Voices: Inclusive, gender-neutral language helps us all – it doesn’t take away ‘woman-ness’

·5-min read
In healthcare settings, careless use of language can make people feel dismissed (Getty/iStock)
In healthcare settings, careless use of language can make people feel dismissed (Getty/iStock)

The main NHS web pages on womb, cervical and ovarian cancers have omitted the word “woman”. They now use gender-neutral language to include non-binary people or trans men. Sub-sections of the pages still refer to women, but the NHS’s move towards using more inclusive language has been met with criticism and even fear.

There was a similar response last year when Brighton and Sussex University Hospitals NHS Trust announced that it would be using “gender-additive” language in its birth services, with words like “chestfeeding” as well as “breastfeeding”.

Some people felt that cisgender women may be further invalidated or silenced in their experiences within a system that already does this in myriad (I wrote a whole book about it) ways. This fear is understandable.

When bitter debates around gender and trans rights saturate our timelines, it is only human to see these stories and think, “This seems important. What’s my take?”

It is only human to align with, or form, strong opinions based on the information we receive, along with painful experiences we might have had. But on the matter of inclusive language – who deserves it; who should use it; who might get left behind – in a public system like the NHS, ostensibly for everyone, it feels particularly important to pause and think about nuance.

One way is to look beyond polemics and read the policies in question. The Brighton and Sussex University Hospitals NHS Trust policy document, for instance, said: “The vast majority of midwifery service users are women and we already have language in place they are comfortable with. This is not changing and we will continue to call them pregnant women and talk about breastfeeding.”

Expanding their language was not about excluding anyone at all: it was about bringing more people in.

Another way would be to think about why language evolves. The process often begins with activism within minority communities, as a way to gain power. The term “BME” (Black and minority ethnic), for example, has its roots in the idea of “political Blackness” – a term used in the 1970s anti-racist movement. The term evolved to become “Bame” (incorporating “Asian”) to reflect other minority ethnic groups as well as Black.

For some people within the community, the term is a powerful signifier of inclusion. For others, “Bame” is a problematic, catch-all phrase that masks individual identities and experiences. We must respect any individual’s right to use terminology they’re comfortable with. Expanding language gives people more options to choose from – or indeed reject, if they want to.

In healthcare settings, careless use of language can make people feel dismissed. This could be true for a woman who might feel, for whatever reason, that she can’t say “woman” and could be true for a trans man who might feel invalidated by the blanket use of the term in certain services.
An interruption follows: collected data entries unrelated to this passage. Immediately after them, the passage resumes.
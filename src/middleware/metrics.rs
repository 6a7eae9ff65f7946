use crate::state::AppState;
use actix_web::{
    dev::{forward_ready, Service, ServiceRequest, ServiceResponse, Transform},
    web, Error,
};
use futures_util::future::LocalBoxFuture;
use std::{
    future::{ready, Ready},
    time::Instant,
};

pub struct MetricsMiddleware;

impl<S, B> Transform<S, ServiceRequest> for MetricsMiddleware
where
    S: Service<ServiceRequest, Response = ServiceResponse<B>, Error = Error>,
    S::Future: 'static,
    B: 'static,
{
    type Response = ServiceResponse<B>;
    type Error = Error;
    type InitError = ();
    type Transform = MetricsMiddlewareService<S>;
    type Future = Ready<Result<Self::Transform, Self::InitError>>;

    fn new_transform(&self, service: S) -> Self::Future {
        ready(Ok(MetricsMiddlewareService { service }))
    }
}

pub struct MetricsMiddlewareService<S> {
    service: S,
}

impl<S, B> Service<ServiceRequest> for MetricsMiddlewareService<S>
where
    S: Service<ServiceRequest, Response = ServiceResponse<B>, Error = Error>,
    S::Future: 'static,
    B: 'static,
{
    type Response = ServiceResponse<B>;
    type Error = Error;
    type Future = LocalBoxFuture<'static, Result<Self::Response, Self::Error>>;

    forward_ready!(service);

    fn call(&self, req: ServiceRequest) -> Self::Future {
        let start_time = Instant::now();
        let method = req.method().to_string();
        let app_state = req.app_data::<web::Data<AppState>>().cloned();

        if let Some(app_state) = &app_state {
            app_state.increment_request_count();
        }

        let fut = self.service.call(req);

        Box::pin(async move {
            let result = fut.await;
            let duration_ms = start_time.elapsed().as_millis() as u64;

            let Some(app_state) = app_state else {
                return result;
            };

            match &result {
                Ok(response) => {
                    let status = response.status();
                    let is_error = status.is_client_error() || status.is_server_error();
                    // Keyed by route pattern so each call id does not get its own entry.
                    let route = response
                        .request()
                        .match_pattern()
                        .unwrap_or_else(|| "unmatched".to_string());
                    app_state.record_endpoint_request(&format!("{} {}", method, route), duration_ms, is_error);
                    if is_error {
                        app_state.increment_error_count();
                    }
                }
                Err(_) => app_state.increment_error_count(),
            }

            result
        })
    }
}
//! # Realtime Transport Connector
//!
//! Opens the WebSocket to the AI service and bridges it onto a `Link`. The
//! connector is a trait so the bridge can be driven by a scripted peer in
//! tests.
//!
//! ## Connection tasks:
//! - **writer**: forwards link text to the socket; when the adapter drops its
//!   sender the socket is closed
//! - **reader**: forwards socket text to the link; a close frame or read error
//!   ends it, which the adapter sees as `recv()` returning `None`

use crate::error::{BridgeError, BridgeResult};
use crate::transport::Link;
use futures_util::future::BoxFuture;
use futures_util::{SinkExt, StreamExt};
use std::time::Duration;
use tokio_tungstenite::tungstenite::client::IntoClientRequest;
use tokio_tungstenite::tungstenite::http::HeaderValue;
use tokio_tungstenite::tungstenite::Message;
use tracing::{debug, info, warn};

pub trait RealtimeConnector: Send + Sync {
    fn connect(&self) -> BoxFuture<'_, BridgeResult<Link>>;
}

/// Bounded exponential backoff for connection attempts.
#[derive(Debug, Clone)]
pub struct RetryPolicy {
    pub attempts: u32,
    pub initial_backoff: Duration,
    pub max_backoff: Duration,
}

impl RetryPolicy {
    /// Delay after the given failed attempt (1-based).
    pub fn backoff(&self, attempt: u32) -> Duration {
        let factor = 2u32.saturating_pow(attempt.saturating_sub(1));
        self.initial_backoff
            .checked_mul(factor)
            .unwrap_or(self.max_backoff)
            .min(self.max_backoff)
    }
}

impl Default for RetryPolicy {
    fn default() -> Self {
        Self {
            attempts: 3,
            initial_backoff: Duration::from_millis(500),
            max_backoff: Duration::from_secs(4),
        }
    }
}

/// Try to connect up to `policy.attempts` times.
pub async fn connect_with_retry(
    connector: &dyn RealtimeConnector,
    policy: &RetryPolicy,
    call_id: &str,
) -> BridgeResult<Link> {
    for attempt in 1..=policy.attempts {
        match connector.connect().await {
            Ok(link) => {
                info!(call_id, attempt, "AI transport connected");
                return Ok(link);
            }
            Err(err) => {
                warn!(call_id, attempt, max_attempts = policy.attempts, error = %err, "AI transport connect failed");
                if attempt < policy.attempts {
                    tokio::time::sleep(policy.backoff(attempt)).await;
                }
            }
        }
    }
    Err(BridgeError::AiUnavailable {
        attempts: policy.attempts,
    })
}

/// Connects to the realtime service over TLS WebSocket.
pub struct WsConnector {
    url: String,
    api_key: Option<String>,
}

impl WsConnector {
    pub fn new(url: &str, model: &str, api_key: Option<String>) -> Self {
        let separator = if url.contains('?') { '&' } else { '?' };
        Self {
            url: format!("{}{}model={}", url, separator, model),
            api_key,
        }
    }

    pub fn url(&self) -> &str {
        &self.url
    }

    async fn open(&self) -> BridgeResult<Link> {
        let mut request = self
            .url
            .as_str()
            .into_client_request()
            .map_err(|e| BridgeError::Connect(e.to_string()))?;

        if let Some(key) = &self.api_key {
            let auth = HeaderValue::from_str(&format!("Bearer {}", key))
                .map_err(|e| BridgeError::Connect(format!("invalid API key header: {}", e)))?;
            let headers = request.headers_mut();
            headers.insert("Authorization", auth);
            headers.insert("OpenAI-Beta", HeaderValue::from_static("realtime=v1"));
        }

        let (socket, response) = tokio_tungstenite::connect_async(request)
            .await
            .map_err(|e| BridgeError::Connect(e.to_string()))?;
        debug!(status = %response.status(), "Realtime WebSocket handshake complete");

        let (mut sink, mut stream) = socket.split();
        let (adapter_end, socket_end) = Link::pair();
        let (to_adapter, mut from_adapter) = socket_end.split();

        tokio::spawn(async move {
            while let Some(text) = from_adapter.recv().await {
                if let Err(err) = sink.send(Message::Text(text)).await {
                    warn!(error = %err, "Realtime socket write failed");
                    break;
                }
            }
            let _ = sink.close().await;
        });

        tokio::spawn(async move {
            while let Some(message) = stream.next().await {
                match message {
                    Ok(Message::Text(text)) => {
                        if to_adapter.send(text).is_err() {
                            break;
                        }
                    }
                    Ok(Message::Close(frame)) => {
                        debug!(frame = ?frame, "Realtime socket closed by peer");
                        break;
                    }
                    Ok(_) => {}
                    Err(err) => {
                        warn!(error = %err, "Realtime socket read failed");
                        break;
                    }
                }
            }
        });

        Ok(adapter_end)
    }
}

impl RealtimeConnector for WsConnector {
    fn connect(&self) -> BoxFuture<'_, BridgeResult<Link>> {
        Box::pin(self.open())
    }
}


#[cfg(test)]
mod tests {
    use super::testing::ScriptedConnector;
    use super::*;
    use std::sync::atomic::Ordering;

    fn fast_policy(attempts: u32) -> RetryPolicy {
        RetryPolicy {
            attempts,
            initial_backoff: Duration::from_millis(1),
            max_backoff: Duration::from_millis(4),
        }
    }

    #[test]
    fn test_backoff_is_capped() {
        let policy = RetryPolicy::default();
        assert_eq!(policy.backoff(1), Duration::from_millis(500));
        assert_eq!(policy.backoff(2), Duration::from_millis(1000));
        assert_eq!(policy.backoff(4), Duration::from_millis(4000));
        assert_eq!(policy.backoff(40), Duration::from_millis(4000));
    }

    #[test]
    fn test_model_appended_to_url() {
        let connector = WsConnector::new("wss://api.example.com/v1/realtime", "m1", None);
        assert_eq!(connector.url(), "wss://api.example.com/v1/realtime?model=m1");
    }

    #[tokio::test]
    async fn test_retry_succeeds_after_failures() {
        let (connector, mut peers) = ScriptedConnector::new(2);
        let link = connect_with_retry(&connector, &fast_policy(3), "CA1").await;
        assert!(link.is_ok());
        assert_eq!(connector.attempts.load(Ordering::SeqCst), 3);
        assert!(peers.recv().await.is_some());
    }

    #[tokio::test]
    async fn test_retry_exhaustion() {
        let (connector, _peers) = ScriptedConnector::new(5);
        let err = connect_with_retry(&connector, &fast_policy(3), "CA1").await.unwrap_err();
        assert_eq!(err, BridgeError::AiUnavailable { attempts: 3 });
        assert_eq!(connector.attempts.load(Ordering::SeqCst), 3);
    }
}
//! # Session Registry
//!
//! Process-wide table of live calls, injected wherever it is needed rather
//! than reached through a global. Each operation takes the table lock once,
//! so create, lookup and remove are individually atomic.
//!
//! A session is registered when the telephony `start` message arrives and
//! stays registered until it is `ENDED` and finalized; removing it any earlier
//! is refused.

use crate::call::session::{CallSession, CallSnapshot, SessionSettings};
use crate::call::state::{CallState, EndReason};
use crate::error::{BridgeError, BridgeResult};
use parking_lot::RwLock;
use serde::Serialize;
use std::collections::HashMap;
use std::sync::atomic::{AtomicU64, Ordering};
use std::sync::Arc;
use tracing::{debug, info};

pub struct SessionRegistry {
    sessions: RwLock<HashMap<String, Arc<CallSession>>>,
    max_concurrent_calls: usize,
    total_created: AtomicU64,
}

/// Counts for `/health`.
#[derive(Debug, Clone, Serialize)]
pub struct RegistrySummary {
    pub active_calls: usize,
    pub max_concurrent_calls: usize,
    pub total_created: u64,
    pub by_state: HashMap<CallState, usize>,
}

impl SessionRegistry {
    pub fn new(max_concurrent_calls: usize) -> Self {
        Self {
            sessions: RwLock::new(HashMap::new()),
            max_concurrent_calls,
            total_created: AtomicU64::new(0),
        }
    }

    /// Register a new `INITIATED` session.
    ///
    /// ## Returns:
    /// - **Err(DuplicateCallId)**: a session with this id is still registered
    /// - **Err(CapacityReached)**: the concurrent call limit is reached
    pub fn create(&self, call_id: &str, settings: SessionSettings) -> BridgeResult<Arc<CallSession>> {
        let mut sessions = self.sessions.write();

        if sessions.contains_key(call_id) {
            return Err(BridgeError::DuplicateCallId(call_id.to_string()));
        }
        if sessions.len() >= self.max_concurrent_calls {
            return Err(BridgeError::CapacityReached(self.max_concurrent_calls));
        }

        let session = Arc::new(CallSession::new(call_id, settings));
        sessions.insert(call_id.to_string(), session.clone());
        self.total_created.fetch_add(1, Ordering::Relaxed);

        info!(call_id, active = sessions.len(), "Call registered");
        Ok(session)
    }

    pub fn lookup(&self, call_id: &str) -> Option<Arc<CallSession>> {
        self.sessions.read().get(call_id).cloned()
    }

    /// Like `lookup`, but a missing call is an error.
    pub fn get(&self, call_id: &str) -> BridgeResult<Arc<CallSession>> {
        self.lookup(call_id)
            .ok_or_else(|| BridgeError::NotFound(call_id.to_string()))
    }

    /// Evict a finished session.
    pub fn remove(&self, call_id: &str) -> BridgeResult<Arc<CallSession>> {
        let mut sessions = self.sessions.write();

        let state = match sessions.get(call_id) {
            Some(session) => session.state(),
            None => return Err(BridgeError::NotFound(call_id.to_string())),
        };
        if !state.is_terminal() {
            return Err(BridgeError::InvalidStateTransition {
                call_id: call_id.to_string(),
                from: state,
                operation: "remove",
            });
        }

        let session = sessions
            .remove(call_id)
            .ok_or_else(|| BridgeError::NotFound(call_id.to_string()))?;
        debug!(call_id, active = sessions.len(), "Call removed from registry");
        Ok(session)
    }

    /// Ask every registered call to end. Returns how many accepted.
    pub fn end_all(&self, reason: EndReason) -> usize {
        let ended = self
            .sessions()
            .iter()
            .filter(|session| session.request_end(reason))
            .count();
        if ended > 0 {
            info!(ended, reason = %reason, "Ending all calls");
        }
        ended
    }

    pub fn len(&self) -> usize {
        self.sessions.read().len()
    }

    pub fn is_empty(&self) -> bool {
        self.sessions.read().is_empty()
    }

    pub fn sessions(&self) -> Vec<Arc<CallSession>> {
        self.sessions.read().values().cloned().collect()
    }

    /// Snapshots ordered by start time, oldest first.
    pub fn snapshots(&self) -> Vec<CallSnapshot> {
        let mut snapshots: Vec<_> = self.sessions().iter().map(|s| s.snapshot()).collect();
        snapshots.sort_by(|a, b| a.started_at.cmp(&b.started_at));
        snapshots
    }

    pub fn summary(&self) -> RegistrySummary {
        let sessions = self.sessions.read();
        let mut by_state = HashMap::new();
        for session in sessions.values() {
            *by_state.entry(session.state()).or_insert(0) += 1;
        }

        RegistrySummary {
            active_calls: sessions.len(),
            max_concurrent_calls: self.max_concurrent_calls,
            total_created: self.total_created.load(Ordering::Relaxed),
            by_state,
        }
    }
}

#[cfg(test)]
mod tests {
    use super::*;

    #[test]
    fn test_duplicate_call_id_rejected() {
        let registry = SessionRegistry::new(4);
        registry.create("CA1", SessionSettings::default()).unwrap();

        let err = registry.create("CA1", SessionSettings::default()).unwrap_err();
        assert_eq!(err, BridgeError::DuplicateCallId("CA1".to_string()));
        assert_eq!(registry.len(), 1);
    }

    #[test]
    fn test_capacity_limit() {
        let registry = SessionRegistry::new(1);
        registry.create("CA1", SessionSettings::default()).unwrap();
        assert!(matches!(
            registry.create("CA2", SessionSettings::default()),
            Err(BridgeError::CapacityReached(1))
        ));
    }

    #[test]
    fn test_remove_only_when_ended() {
        let registry = SessionRegistry::new(4);
        let session = registry.create("CA1", SessionSettings::default()).unwrap();
        let _handles = session.begin_streaming().unwrap();

        assert!(matches!(
            registry.remove("CA1"),
            Err(BridgeError::InvalidStateTransition { from: CallState::Streaming, .. })
        ));

        session.request_end(EndReason::CallerHungUp);
        assert!(registry.remove("CA1").is_err());

        session.finish().unwrap();
        assert!(registry.remove("CA1").is_ok());
        assert!(registry.lookup("CA1").is_none());
        assert!(matches!(registry.remove("CA1"), Err(BridgeError::NotFound(_))));
    }

    #[test]
    fn test_summary_counts_states() {
        let registry = SessionRegistry::new(4);
        registry.create("CA1", SessionSettings::default()).unwrap();
        let streaming = registry.create("CA2", SessionSettings::default()).unwrap();
        let _handles = streaming.begin_streaming().unwrap();

        let summary = registry.summary();
        assert_eq!(summary.active_calls, 2);
        assert_eq!(summary.total_created, 2);
        assert_eq!(summary.by_state.get(&CallState::Initiated), Some(&1));
        assert_eq!(summary.by_state.get(&CallState::Streaming), Some(&1));
    }

    #[test]
    fn test_end_all_requests_shutdown() {
        let registry = SessionRegistry::new(4);
        let a = registry.create("CA1", SessionSettings::default()).unwrap();
        let b = registry.create("CA2", SessionSettings::default()).unwrap();
        let _handles = a.begin_streaming().unwrap();

        assert_eq!(registry.end_all(EndReason::Shutdown), 2);
        assert_eq!(a.state(), CallState::Ending);
        assert_eq!(b.end_reason(), Some(EndReason::Shutdown));
    }

    #[tokio::test]
    async fn test_concurrent_creates_are_atomic() {
        let registry = Arc::new(SessionRegistry::new(100));
        let mut tasks = Vec::new();
        for _ in 0..16 {
            let registry = registry.clone();
            tasks.push(tokio::spawn(async move {
                registry.create("CA-same", SessionSettings::default()).is_ok()
            }));
        }

        let mut created = 0;
        for task in tasks {
            if task.await.unwrap() {
                created += 1;
            }
        }
        assert_eq!(created, 1);
    }
}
As I have argued before, much responsibility for whipping up rage in both directions lies within certain areas of the media. It does strike me as unfair, though, to ignore that LGBT+ people experience disproportionately worse health outcomes and often have a difficult time using health services. Language is a key part of the story.

If I identify as part of a minority community, assumptions from healthcare providers about my personal characteristics may make me feel shamed, embarrassed or anxious. This creates an active health risk, if a problem is missed because I am afraid of asking for help again. I know LGBT+ people who have been afraid. As a lesbian with, shall we say, a “complex” gynecological history, I haven’t. But I have felt shame and disappointment.

I have endometriosis and was offered embryo-freezing on the NHS as a result of fallopian tube scarring that would make conceiving “naturally” more difficult. I have had two surgeries to remove adhesions (scar tissue) that cause me significant pain. In more interactions than I could possibly count, I have had to correct the baseline assumption that I am straight.

Doing this once or twice is fine. Having to come out over and over again is boring and demoralising. The emotional labour becomes mine, when I am in a vulnerable position – literally, with my legs spread. The idea of a trans man or non-binary person with pelvic pain (which could point to something serious) trying to get that pain taken seriously, while navigating language that might make them feel dysphoric, makes me very sad.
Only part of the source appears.